Man GLG Europe Plus Source ETF
Het eerste beursverhandelde fonds ('exchange-traded fund’ of ETF, ook wel indexfonds genoemd) dat we graag zouden behandelen, is het in januari 2011 geïntroduceerde Man GLG Europe Plus Source ETF. Dit ETF volgt de Man GLG Europe Plus TR Index, een Europese total return-aandelenindex met uitsluitend long posities, die werd ontworpen om bovengemiddelde prestaties te genereren op basis van ideeën van brokers die specifiek voor Man GLG werden opgesteld. Het betreft een nieuwe benadering, de eerste in haar soort en dus uniek, die ideeën van brokers eenvoudig toegankelijk maakt voor beleggers.

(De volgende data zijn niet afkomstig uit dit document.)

//! Region directory: region identifier → [`PresentationRegistry`].
//!
//! The directory is created once by the host and handed to whatever needs to present
//! overlays. Registries are created on first use. Render surfaces report attach/detach
//! through [`RegionDirectory::mark_live`] / [`RegionDirectory::mark_dead`]; those marks
//! only steer pruning and never affect `present`/`dismiss`.

use std::collections::HashMap;
use std::fmt;
use std::sync::{Arc, Mutex, MutexGuard};

use tokio::sync::watch;
use tracing::debug;

use crate::config::{EnvConfig, DEFAULT_PRUNE_THRESHOLD};
use crate::error::OverlayError;
use crate::runtime::queue::{PresentationQueue, QueueOptions};
use crate::runtime::registry::{PresentationRegistry, RegionSnapshot};
use crate::runtime::scheduler::Scheduler;

/// Region used when the caller does not name one.
pub const DEFAULT_REGION: &str = "region-overlay-global";

/// Caller-chosen region key.
#[derive(Clone, Debug, Eq, Hash, Ord, PartialEq, PartialOrd)]
pub struct RegionId(String);

impl RegionId {
    pub fn new(name: impl Into<String>) -> Self {
        Self(name.into())
    }

    pub fn global() -> Self {
        Self(DEFAULT_REGION.to_owned())
    }

    pub fn as_str(&self) -> &str {
        &self.0
    }

    pub fn is_global(&self) -> bool {
        self.0 == DEFAULT_REGION
    }
}

impl Default for RegionId {
    fn default() -> Self {
        Self::global()
    }
}

impl From<&str> for RegionId {
    fn from(value: &str) -> Self {
        Self::new(value)
    }
}

impl From<String> for RegionId {
    fn from(value: String) -> Self {
        Self(value)
    }
}

impl From<&RegionId> for RegionId {
    fn from(value: &RegionId) -> Self {
        value.clone()
    }
}

impl fmt::Display for RegionId {
    fn fmt(&self, f: &mut fmt::Formatter<'_>) -> fmt::Result {
        f.write_str(&self.0)
    }
}

/// Attachment state reported by render surfaces.
#[derive(Clone, Copy, Debug, Default, PartialEq, Eq)]
pub enum Liveness {
    /// No surface has attached yet.
    #[default]
    Unattached,
    Live,
    /// The surface that was drawing this region went away.
    Detached,
}

#[derive(Clone, Debug, PartialEq, Eq)]
pub struct DirectoryOptions {
    /// Entry count past which an insertion triggers a pruning pass.
    pub prune_threshold: usize,
}

impl Default for DirectoryOptions {
    fn default() -> Self {
        Self {
            prune_threshold: DEFAULT_PRUNE_THRESHOLD,
        }
    }
}

impl From<&EnvConfig> for DirectoryOptions {
    fn from(config: &EnvConfig) -> Self {
        Self {
            prune_threshold: config.prune_threshold,
        }
    }
}

struct DirectoryEntry {
    registry: PresentationRegistry,
    liveness: Liveness,
    /// Surfaces currently attached; the entry is `Live` while this is non-zero.
    attached: usize,
}

impl DirectoryEntry {
    /// Not live, nothing on screen, and nobody outside the directory holding it.
    fn is_abandoned(&self) -> bool {
        self.liveness != Liveness::Live
            && self.registry.is_empty()
            && self.registry.handle_count() == 1
    }
}

struct DirectoryInner {
    scheduler: Scheduler,
    options: DirectoryOptions,
    entries: Mutex<HashMap<RegionId, DirectoryEntry>>,
}

/// Cheaply cloneable handle to the process-wide region map.
#[derive(Clone)]
pub struct RegionDirectory {
    inner: Arc<DirectoryInner>,
}

impl fmt::Debug for RegionDirectory {
    fn fmt(&self, f: &mut fmt::Formatter<'_>) -> fmt::Result {
        f.debug_struct("RegionDirectory")
            .field("regions", &self.len())
            .field("options", &self.inner.options)
            .finish()
    }
}

impl RegionDirectory {
    /// Creates a directory driven by the current tokio runtime.
    pub fn new() -> Result<Self, OverlayError> {
        Ok(Self::with_scheduler(
            Scheduler::current()?,
            DirectoryOptions::default(),
        ))
    }

    pub fn with_scheduler(scheduler: Scheduler, options: DirectoryOptions) -> Self {
        Self {
            inner: Arc::new(DirectoryInner {
                scheduler,
                options,
                entries: Mutex::new(HashMap::new()),
            }),
        }
    }

    pub fn scheduler(&self) -> &Scheduler {
        &self.inner.scheduler
    }

    pub fn options(&self) -> &DirectoryOptions {
        &self.inner.options
    }

    /// Returns the registry for `region`, creating it on first access.
    pub fn get_or_create(&self, region: impl Into<RegionId>) -> PresentationRegistry {
        let region = region.into();
        let mut entries = self.lock();
        if let Some(entry) = entries.get(&region) {
            return entry.registry.clone();
        }

        let registry = PresentationRegistry::new(region.clone(), self.inner.scheduler.clone());
        debug!(region = %region, "region created");
        entries.insert(
            region,
            DirectoryEntry {
                registry: registry.clone(),
                liveness: Liveness::Unattached,
                attached: 0,
            },
        );
        if entries.len() > self.inner.options.prune_threshold {
            prune_locked(&mut entries);
        }
        registry
    }

    /// Registry for [`DEFAULT_REGION`].
    pub fn global(&self) -> PresentationRegistry {
        self.get_or_create(RegionId::global())
    }

    /// Attach hook. Adopts `registry` when the region has no entry yet; otherwise the
    /// stored registry stays authoritative.
    ///
    /// Calls are counted: a region stays live until every attach has been matched by a
    /// [`RegionDirectory::mark_dead`].
    pub fn mark_live(&self, region: impl Into<RegionId>, registry: &PresentationRegistry) {
        let region = region.into();
        let mut entries = self.lock();
        match entries.get_mut(&region) {
            Some(entry) => {
                if !entry.registry.ptr_eq(registry) {
                    debug!(region = %region, "attach with foreign registry; keeping stored one");
                }
                entry.liveness = Liveness::Live;
                entry.attached += 1;
            }
            None => {
                entries.insert(
                    region.clone(),
                    DirectoryEntry {
                        registry: registry.clone(),
                        liveness: Liveness::Live,
                        attached: 1,
                    },
                );
            }
        }
        debug!(region = %region, "region live");
    }

    /// Detach hook. The region turns `Detached` once its last attachment is gone.
    /// Unknown regions are ignored.
    pub fn mark_dead(&self, region: impl Into<RegionId>) {
        let region = region.into();
        let mut entries = self.lock();
        if let Some(entry) = entries.get_mut(&region) {
            entry.attached = entry.attached.saturating_sub(1);
            if entry.attached == 0 {
                entry.liveness = Liveness::Detached;
                debug!(region = %region, "region detached");
            } else {
                debug!(region = %region, remaining = entry.attached, "surface detached");
            }
        }
    }

    pub fn subscribe(&self, region: impl Into<RegionId>) -> watch::Receiver<RegionSnapshot> {
        self.get_or_create(region).subscribe()
    }

    /// Builds a queue presenting into `region`.
    pub fn queue(&self, region: impl Into<RegionId>, options: QueueOptions) -> PresentationQueue {
        PresentationQueue::new(self.get_or_create(region), options)
    }

    /// Drops abandoned entries: not live, empty, and not referenced outside the
    /// directory. Returns how many were removed.
    pub fn prune(&self) -> usize {
        prune_locked(&mut self.lock())
    }

    pub fn len(&self) -> usize {
        self.lock().len()
    }

    pub fn is_empty(&self) -> bool {
        self.len() == 0
    }

    pub fn contains(&self, region: impl Into<RegionId>) -> bool {
        self.lock().contains_key(&region.into())
    }

    pub fn liveness(&self, region: impl Into<RegionId>) -> Option<Liveness> {
        self.lock().get(&region.into()).map(|entry| entry.liveness)
    }

    fn lock(&self) -> MutexGuard<'_, HashMap<RegionId, DirectoryEntry>> {
        match self.inner.entries.lock() {
            Ok(entries) => entries,
            Err(poisoned) => poisoned.into_inner(),
        }
    }
}

fn prune_locked(entries: &mut HashMap<RegionId, DirectoryEntry>) -> usize {
    let before = entries.len();
    entries.retain(|_, entry| !entry.is_abandoned());
    let removed = before - entries.len();
    if removed > 0 {
        debug!(removed, remaining = entries.len(), "pruned regions");
    }
    removed
}
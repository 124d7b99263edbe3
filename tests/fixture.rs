#![allow(dead_code)]

use std::sync::atomic::{AtomicUsize, Ordering};
use std::sync::Arc;
use std::time::Duration;

use region_overlay::{
    DirectoryOptions, PresentationRegistry, RegionDirectory, Scheduler, ViewId,
};

pub fn directory() -> RegionDirectory {
    RegionDirectory::new().expect("tokio runtime for directory")
}

pub fn directory_with_threshold(prune_threshold: usize) -> RegionDirectory {
    RegionDirectory::with_scheduler(
        Scheduler::current().expect("tokio runtime for scheduler"),
        DirectoryOptions { prune_threshold },
    )
}

pub fn view(raw: u64) -> ViewId {
    ViewId::from_raw(raw)
}

pub fn views(registry: &PresentationRegistry) -> Vec<u64> {
    registry
        .snapshot()
        .slots()
        .iter()
        .map(|slot| slot.view().raw())
        .collect()
}

pub async fn advance(ms: u64) {
    tokio::time::sleep(Duration::from_millis(ms)).await;
}

/// Tracks the highest number of slots ever published under `name`.
pub struct PeakCount {
    peak: Arc<AtomicUsize>,
    task: tokio::task::JoinHandle<()>,
}

impl PeakCount {
    pub fn watch(registry: &PresentationRegistry, name: &str) -> Self {
        let peak = Arc::new(AtomicUsize::new(registry.count(name)));
        let recorded = Arc::clone(&peak);
        let mut rx = registry.subscribe();
        let name = name.to_owned();
        let task = tokio::spawn(async move {
            while rx.changed().await.is_ok() {
                let count = rx.borrow_and_update().count(&name);
                recorded.fetch_max(count, Ordering::SeqCst);
            }
        });
        Self { peak, task }
    }

    pub fn peak(&self) -> usize {
        self.peak.load(Ordering::SeqCst)
    }
}

impl Drop for PeakCount {
    fn drop(&mut self) {
        self.task.abort();
    }
}
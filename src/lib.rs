// Copyright 2025-present Harīṣh Tummalachērla
// SPDX-License-Identifier: Apache-2.0

//! Fuzzy multi-pattern matching over a shared trie of spelling variants.
//!
//! Given a dictionary of patterns, every pattern is expanded into the ways it
//! is likely to be misspelled (transpositions, deletions, duplications, a
//! NYSIIS phonetic key, the pattern without vowels). All variants of all
//! patterns go into one prefix tree. A single left-to-right scan of the text
//! then walks the tree from the start of every letter run and reports each
//! place where the longest variant found resolves to exactly one pattern.
//!
//! # Architecture
//!
//! ```text
//! ┌──────────────┐     ┌───────────────┐     ┌──────────────┐
//! │ dictionary.rs│────▶│  variants/    │────▶│   trie.rs    │   build, once
//! │ (Dictionary) │     │ (generate)    │     │ (PatternTrie)│
//! └──────────────┘     └───────────────┘     └──────┬───────┘
//!                                                   │
//!        ┌──────────────┐     ┌──────────────┐      ▼
//!        │ classify.rs  │────▶│    scan/     │────▶ report.rs       scan, streaming
//!        │ (Classifier) │     │ (Scanner)    │     (MatchRecord)
//!        └──────────────┘     └──────────────┘
//! ```
//!
//! # Usage
//!
//! ```
//! use fuzztrie::{Dictionary, PatternTrie, Scanner, VariantGenerator};
//!
//! let dictionary = Dictionary::from_patterns(["hello"]);
//! let trie = PatternTrie::build(&dictionary, &VariantGenerator::default());
//!
//! let records = Scanner::new(&trie).matches(b"say helo world");
//! assert_eq!(records.len(), 1);
//! assert_eq!(records[0].to_string(), "1,5,4,helo,hello");
//! ```

pub mod classify;
pub mod config;
pub mod dictionary;
pub mod error;
pub mod report;
pub mod scan;
pub mod testing;
pub mod trie;
pub mod variants;

// Re-exports for public API
pub use classify::{CharClass, Classifier, CLASSIFIER};
pub use config::Config;
pub use dictionary::{Dictionary, DictionaryFormat, Entry};
pub use error::{Error, Result};
pub use report::{AmbiguityPolicy, MatchRecord, MatchReporter, MatchSink, Resolution};
pub use scan::{Anchors, Position, Scanner, Walk, MIN_MATCH_LEN};
pub use trie::{PatternTrie, TrieNode};
pub use variants::{VariantGenerator, VariantOptions};

/// Build a trie from `dictionary` using the configured strategies, in
/// parallel when the config asks for it and the feature is enabled.
pub fn build_trie(dictionary: &Dictionary, config: &Config) -> PatternTrie {
    build_trie_with(dictionary, config, || {})
}

/// [`build_trie`], calling `on_entry` once per dictionary entry inserted.
pub fn build_trie_with(
    dictionary: &Dictionary,
    config: &Config,
    on_entry: impl Fn() + Sync,
) -> PatternTrie {
    let generator = VariantGenerator::new(config.variants);
    #[cfg(feature = "parallel")]
    if config.parallel {
        return PatternTrie::build_parallel_with(dictionary, &generator, on_entry);
    }
    PatternTrie::build_with(dictionary, &generator, on_entry)
}

/// Scan `buffer`, reporting into `sink` per the config's policy and
/// parallelism. Returns the number of records reported.
pub fn scan_buffer(
    trie: &PatternTrie,
    buffer: &[u8],
    config: &Config,
    sink: &mut impl MatchSink,
) -> Result<usize> {
    let scanner = Scanner::new(trie).policy(config.policy);
    #[cfg(feature = "parallel")]
    if config.parallel {
        return scanner.scan_parallel(buffer, config.shard_size, sink);
    }
    scanner.scan(buffer, sink)
}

De strategie streeft ernaar hogere rendementen neer te zetten dan de MSCI Europe TR Index en wordt dagelijks aan de Deutsche Börse geprijsd. Op het moment van schrijven beloopt het totale beheerde vermogen EUR 293 miljoen. Hoewel het Marshall Wace Global Tops Alpha ETF, dat ongeveer een jaar geleden werd geïntroduceerd, een conceptueel gelijkaardige strategie hanteert, is hier de inzet van hefbomen en short posities in tegenstelling tot Man GLG wél mogelijk.

De onderliggende strategie, die sinds oktober 2007 wordt gehanteerd binnen een uitsluitend op long posities gebaseerd aandelenfonds van Man GLG, maakt gebruik van een aantal criteria om de markt af te speuren naar de beste ideeën van brokers. De Man GLG Europe Plus TR Index werd vervolgens ontworpen om de strategie beschikbaar te stellen voor een breder publiek, maar dan wel in ETF-verpakking. Zoals de onderstaande tabel aangeeft, heeft de strategie in elk van de voorbije drie jaren betere prestaties laten optekenen dan de MSCI Europe TR Index. De prestaties van dit fonds in 2007 onderstrepen de inherente risico’s ervan.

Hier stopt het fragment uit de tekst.